This is DAY TO DAY, I'm Alex Chadwick.


And I'm Madeleine Brand.

CHADWICK: Got fish?

BRAND: Yeah, but does it have Omega 3 fatty acids?


BRAND: You know, that's the good stuff. Makes your heart healthy. But you know, a lot of fish also has mercury - not so good.

CHADWICK: Okay, well now there's an updated list of the good, the bad, and the scaly - compiled by scientists at the Oceans Alive project of Environmental Defense, and NPR's Allison Aubrey reports.

ALLISON AUBREY, reporting:

What's good for the environment and good for your health, may not always excite your taste buds.
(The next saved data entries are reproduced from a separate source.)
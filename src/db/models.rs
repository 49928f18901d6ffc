//! Document shapes for the four generated collections.
//!
//! Field names are part of the contract with the CRUD API and the dashboards
//! that read these tables, so serde names must not drift.

use chrono::{DateTime, Utc};
use serde::{Deserialize, Serialize};

use crate::db::store::Record;

pub const BUILDING_PREFIX: &str = "bld-";
pub const CONTACT_PREFIX: &str = "cnt-";
pub const SENSOR_PREFIX: &str = "sns-";
pub const READING_PREFIX: &str = "rdg-";

pub mod tables {
    pub const BUILDINGS: &str = "buildings";
    pub const CONTACTS: &str = "contacts";
    pub const SENSORS: &str = "sensors";
    pub const READINGS: &str = "readings";
}

#[derive(Debug, Copy, Clone, PartialEq, Eq, Hash, Serialize, Deserialize)]
#[serde(rename_all = "snake_case")]
pub enum BuildingType {
    Residential,
    Commercial,
    Industrial,
    Government,
}

impl BuildingType {
    pub const ALL: [BuildingType; 4] = [
        BuildingType::Residential,
        BuildingType::Commercial,
        BuildingType::Industrial,
        BuildingType::Government,
    ];
}

#[derive(Debug, Copy, Clone, PartialEq, Eq, Hash, Serialize, Deserialize)]
#[serde(rename_all = "snake_case")]
pub enum MaintenanceStatus {
    Excellent,
    Good,
    Fair,
    Poor,
    Critical,
}

impl MaintenanceStatus {
    pub const ALL: [MaintenanceStatus; 5] = [
        MaintenanceStatus::Excellent,
        MaintenanceStatus::Good,
        MaintenanceStatus::Fair,
        MaintenanceStatus::Poor,
        MaintenanceStatus::Critical,
    ];
}

#[derive(Debug, Copy, Clone, PartialEq, Serialize, Deserialize)]
pub struct Location {
    pub lat: f64,
    pub long: f64,
}

#[derive(Debug, Clone, PartialEq, Serialize, Deserialize)]
pub struct Building {
    pub building_id: String,
    #[serde(rename = "type")]
    pub building_type: BuildingType,
    pub location: Location,
    pub governorate: String,
    pub district: String,
    pub area: String,
    pub street_address: String,
    pub age_years: u32,
    pub floor_count: u32,
    pub maintenance_status: MaintenanceStatus,
    pub last_inspection_date: DateTime<Utc>,
    pub created_at: DateTime<Utc>,
}

#[derive(Debug, Copy, Clone, PartialEq, Eq, Hash, Serialize, Deserialize)]
#[serde(rename_all = "snake_case")]
pub enum ContactRole {
    Manager,
    Technician,
    Security,
    Supervisor,
    Emergency,
}

impl ContactRole {
    /// Roles handed out to regular (non-emergency) contacts.
    pub const REGULAR: [ContactRole; 4] = [
        ContactRole::Manager,
        ContactRole::Technician,
        ContactRole::Security,
        ContactRole::Supervisor,
    ];
}

#[derive(Debug, Copy, Clone, PartialEq, Eq, Hash, Serialize, Deserialize)]
pub enum WorkShift {
    #[serde(rename = "24/7")]
    AroundTheClock,
    #[serde(rename = "day")]
    Day,
    #[serde(rename = "night")]
    Night,
}

#[derive(Debug, Clone, PartialEq, Serialize, Deserialize)]
pub struct Contact {
    pub contact_id: String,
    pub building_id: String,
    pub full_name: String,
    pub role: ContactRole,
    pub phone: String,
    pub email: String,
    pub workshift: WorkShift,
    /// Only written for the building's designated emergency contact.
    #[serde(default, skip_serializing_if = "std::ops::Not::not")]
    pub is_primary_emergency: bool,
    pub created_at: DateTime<Utc>,
}

#[derive(Debug, Copy, Clone, PartialEq, Eq, PartialOrd, Ord, Hash, Serialize, Deserialize)]
#[serde(rename_all = "snake_case")]
pub enum SensorType {
    Temperature,
    Humidity,
    FireAlarm,
    Co2,
    Pressure,
    WaterLeak,
}

impl SensorType {
    pub const ALL: [SensorType; 6] = [
        SensorType::Temperature,
        SensorType::Humidity,
        SensorType::FireAlarm,
        SensorType::Co2,
        SensorType::Pressure,
        SensorType::WaterLeak,
    ];

    pub fn unit(self) -> &'static str {
        match self {
            SensorType::Temperature => "°C",
            SensorType::Humidity => "%",
            SensorType::FireAlarm | SensorType::WaterLeak => "boolean",
            SensorType::Co2 => "ppm",
            SensorType::Pressure => "kPa",
        }
    }

    /// Event-style sensors report a flag instead of a measurement.
    pub fn is_boolean(self) -> bool {
        matches!(self, SensorType::FireAlarm | SensorType::WaterLeak)
    }
}

#[derive(Debug, Copy, Clone, PartialEq, Eq, Hash, Serialize, Deserialize)]
#[serde(rename_all = "snake_case")]
pub enum SensorStatus {
    Active,
    Inactive,
    Maintenance,
    Faulty,
    Offline,
}

#[derive(Debug, Clone, PartialEq, Serialize, Deserialize)]
pub struct Sensor {
    pub sensor_id: String,
    pub building_id: String,
    #[serde(rename = "type")]
    pub sensor_type: SensorType,
    pub unit: String,
    pub installation_date: DateTime<Utc>,
    pub warranty_years: u32,
    pub status: SensorStatus,
    pub last_maintenance_date: Option<DateTime<Utc>>,
    pub created_at: DateTime<Utc>,
}

#[derive(Debug, Copy, Clone, PartialEq, Serialize, Deserialize)]
#[serde(untagged)]
pub enum ReadingValue {
    Flag(bool),
    Numeric(f64),
}

impl ReadingValue {
    pub fn as_f64(self) -> Option<f64> {
        match self {
            ReadingValue::Numeric(v) => Some(v),
            ReadingValue::Flag(_) => None,
        }
    }

    pub fn as_bool(self) -> Option<bool> {
        match self {
            ReadingValue::Flag(v) => Some(v),
            ReadingValue::Numeric(_) => None,
        }
    }
}

#[derive(Debug, Clone, PartialEq, Serialize, Deserialize)]
pub struct Reading {
    pub reading_id: String,
    pub sensor_id: String,
    pub building_id: String,
    pub value: ReadingValue,
    pub unit: String,
    pub timestamp: DateTime<Utc>,
    pub created_at: DateTime<Utc>,
}

impl Record for Building {
    const TABLE: &'static str = tables::BUILDINGS;
    fn key(&self) -> &str {
        &self.building_id
    }
}

impl Record for Contact {
    const TABLE: &'static str = tables::CONTACTS;
    fn key(&self) -> &str {
        &self.contact_id
    }
}

impl Record for Sensor {
    const TABLE: &'static str = tables::SENSORS;
    fn key(&self) -> &str {
        &self.sensor_id
    }
}

impl Record for Reading {
    const TABLE: &'static str = tables::READINGS;
    fn key(&self) -> &str {
        &self.reading_id
    }
}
Take for instance, oily, strong-flavored fish such as Atlantic Mackerel.

TIM FITZGERALD (Environmental Defense): I think it's fairly available if you're looking for it. I just don't think that, right now, many people are big on mackerel.

AUBREY: That's Tim Fitzgerald of the group, Environmental Defense. He says it's too bad that mackerel and other fishy fish, such as sardines and anchovies are not more popular because his group ranks them as best choices. Not only are they high in heart-healthy, Omega 3 fatty acids, they also have low levels of mercury. As a general rule of thumb, Fitzgerald says that the seafood that makes the best choices list, are typically small in size.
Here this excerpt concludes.